Harry, your image is 320 x 240, it can be up to 800 in the largest axis. You're just making them too small. What software are you using to resize images? Beautiful pen!


----------



## Final Strut (Feb 17, 2013)

*RE: Is it Deer season yet?*



longbeard said:


> Have you made them before (real bullet pens)?

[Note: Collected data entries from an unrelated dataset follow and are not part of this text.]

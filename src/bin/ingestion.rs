//! Ingestion binary entry point.
//!
//! Runs the one-off build phase: parses `metadata.csv` into the paper index and
//! splits the embeddings CSV into shard files plus the shard index. Indexes
//! that already exist in the project folder are loaded instead of rebuilt.
//!
//! # Examples
//!
//! Build with the default layout:
//! ```bash
//! ingestion
//! ```
//!
//! Build another release into a custom folder:
//! ```bash
//! ingestion --data-folder /data/cord19 --dataset 2020-06-15 --project-folder out
//! ```

use std::path::PathBuf;

use anyhow::{Context, Result};
use clap::Parser;
use cord19_papers::{
    BuildOptions, BuildStats, Corpus, CorpusLayout, Stopwatch, DEFAULT_EMBEDDING_DIMENSION,
    DEFAULT_SHARD_COUNT,
};
use indicatif::{ProgressBar, ProgressStyle};
use tracing::{debug, info, warn};
use tracing_subscriber::{fmt, prelude::*, EnvFilter};

/// Ingestion CLI for building the CORD-19 paper and embedding indexes
#[derive(Parser, Debug)]
#[command(
    name = "ingestion",
    version,
    about = "Build the CORD-19 paper index and embedding shards",
    long_about = "Parses the CORD-19 metadata into a paper index and splits the precomputed embeddings \
                  into shard files. Existing indexes in the project folder are reused.

EXAMPLES:
  Default layout:
    ingestion

  Another release:
    ingestion --dataset 2020-06-15 --embeddings-file cord_19_embeddings_2020-06-15.csv

  Fewer, larger shards:
    ingestion --shard-count 20 --log-level debug"
)]
struct IngestionArgs {
    /// Folder holding the downloaded CORD-19 releases
    #[arg(long, value_name = "DIR", default_value = "cord19_data")]
    data_folder: PathBuf,

    /// Release folder inside the data folder
    #[arg(long, value_name = "NAME", default_value = "2020-05-31")]
    dataset: String,

    /// Embeddings CSV inside the release folder [default: cord_19_embeddings_<dataset>.csv]
    #[arg(long, value_name = "FILE")]
    embeddings_file: Option<String>,

    /// Folder the indexes and shards are written to
    #[arg(long, value_name = "DIR", default_value = "project_data")]
    project_folder: PathBuf,

    /// Number of shards to spread the embeddings over
    #[arg(long, value_name = "N", default_value_t = DEFAULT_SHARD_COUNT)]
    shard_count: usize,

    /// Required embedding length
    #[arg(long, value_name = "N", default_value_t = DEFAULT_EMBEDDING_DIMENSION)]
    dimension: usize,

    /// Accept whatever length the first embedding has
    #[arg(long, conflicts_with = "dimension")]
    infer_dimension: bool,

    /// Logging verbosity level
    #[arg(long, value_name = "LEVEL", default_value = "info")]
    log_level: String,
}

impl IngestionArgs {
    fn layout(&self) -> CorpusLayout {
        let embeddings_file = self
            .embeddings_file
            .clone()
            .unwrap_or_else(|| format!("cord_19_embeddings_{}.csv", self.dataset));

        CorpusLayout {
            cord19_data_folder: self.data_folder.clone(),
            current_dataset: self.dataset.clone(),
            embeddings_file,
            project_data_folder: self.project_folder.clone(),
            ..CorpusLayout::default()
        }
    }

    fn build_options(&self) -> BuildOptions {
        BuildOptions {
            shard_count: self.shard_count,
            expected_dimension: (!self.infer_dimension).then_some(self.dimension),
        }
    }
}

/// Initialize logging subsystem with the specified level
fn init_logging(level: &str) -> Result<()> {
    let filter = EnvFilter::try_from_default_env().unwrap_or_else(|_| EnvFilter::new(level));

    tracing_subscriber::registry()
        .with(fmt::layer().with_writer(std::io::stderr))
        .with(filter)
        .init();

    Ok(())
}

/// Create a progress bar counting written shards
fn create_progress_bar(shard_count: usize) -> Result<ProgressBar> {
    let pb = ProgressBar::new(shard_count as u64);
    pb.set_style(
        ProgressStyle::default_bar()
            .template("[{elapsed_precise}] {bar:40.cyan/blue} {pos}/{len} shards | Embeddings: {msg}")
            .context("Invalid progress bar template")?
            .progress_chars("##-"),
    );
    Ok(pb)
}

fn print_summary(corpus: &Corpus, papers_built: bool, stats: Option<&BuildStats>, stopwatch: &Stopwatch) {
    let status = |built: bool| if built { "built" } else { "loaded" };

    println!("\n╔════════════════════════════════════════╗");
    println!("║      Ingestion Completed               ║");
    println!("╠════════════════════════════════════════╣");
    println!("║ Papers ({:>6}):       {:>15} ║", status(papers_built), corpus.papers().len());
    println!("║ Embeddings ({:>6}):   {:>15} ║", status(stats.is_some()), corpus.store().index().len());
    if let Some(stats) = stats {
        println!("║ Rows read:            {:>16} ║", stats.rows_read);
        println!("║ Duplicates skipped:   {:>16} ║", stats.duplicates_skipped);
        println!("║ Shards written:       {:>16} ║", stats.shards_written);
        let dimension = stats.dimension.map_or_else(|| "-".to_string(), |d| d.to_string());
        println!("║ Dimension:            {:>16} ║", dimension);
    }
    println!("║ Elapsed time:         {:>16} ║", stopwatch.formatted_runtime());
    println!("╚════════════════════════════════════════╝");
}

fn main() -> Result<()> {
    let args = IngestionArgs::parse();

    init_logging(&args.log_level).context("Failed to initialize logging")?;

    info!("Starting CORD-19 ingestion");
    debug!("CLI arguments: {:?}", args);

    let stopwatch = Stopwatch::new();
    let layout = args.layout();

    let dataset_dir = layout.dataset_dir();
    if !dataset_dir.is_dir() {
        warn!("Release folder does not exist: {:?}", dataset_dir);
    }
    info!("Release folder: {:?}", dataset_dir);
    info!("Project folder: {:?}", layout.project_data_folder);

    let progress = create_progress_bar(args.shard_count)?;
    progress.set_message("0");

    let (corpus, report) = Corpus::open_with_progress(layout, args.build_options(), |stats| {
        progress.set_position(stats.shards_written as u64);
        progress.set_message(stats.embeddings_written.to_string());
    })
    .context("Failed to build the CORD-19 indexes")?;

    match &report.embeddings_built {
        Some(stats) => progress.finish_with_message(stats.embeddings_written.to_string()),
        None => progress.finish_and_clear(),
    }

    print_summary(&corpus, report.papers_built, report.embeddings_built.as_ref(), &stopwatch);

    if let Some(stats) = &report.embeddings_built {
        let unembedded = corpus.papers().len().saturating_sub(stats.embeddings_written);
        if unembedded > 0 {
            warn!("{} papers have no embedding", unembedded);
        }
    }

    info!("Ingestion completed successfully");
    Ok(())
}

Not yet but I will soon. I have read and watched several tutorials on them and think I may have a pretty good handle on it. I know I need to get a couple of better quality drill bit but other than tha I should be good to go. Time will tell soon enough.


----------



## BassBlaster (Feb 17, 2013)

*RE: Is it Deer season yet?*

Thats sweeeeeeeeet!!!! I love that you left the little bit of "bark" on there. Too cool. I also like that you said deer horn, lol. I say horns too and my buddies get all uptight. I'm educated enough to know that deer have antlers so I guess its just a hillbilly thing!! I cant talk though because it bugs me to no end when I hear people say clip instead of magazine.


----------



## longbeard (Feb 17, 2013)

*RE: Is it Deer season yet?*



Kevin said:


> Harry, your image is 320 x 240, it can be up to 800 in the largest axis. You're just making them too small. What software are you using to resize images? Beautiful pen!



My phone 
I've got a brand new fugifilm camera setting here, but have not made a light box yet.


----------



## longbeard (Feb 17, 2013)

*RE: Is it Deer season yet?*



BassBlaster said:


> Thats sweeeeeeeeet!!!! I love that you left the little bit of "bark" on there. Too cool. I also like that you said deer horn, lol. I say horns too and my buddies get all uptight. I'm educated enough to know that deer have antlers so I guess its just a hillbilly thing!! I cant talk though because it bugs me to no end when I hear people say clip instead of magazine.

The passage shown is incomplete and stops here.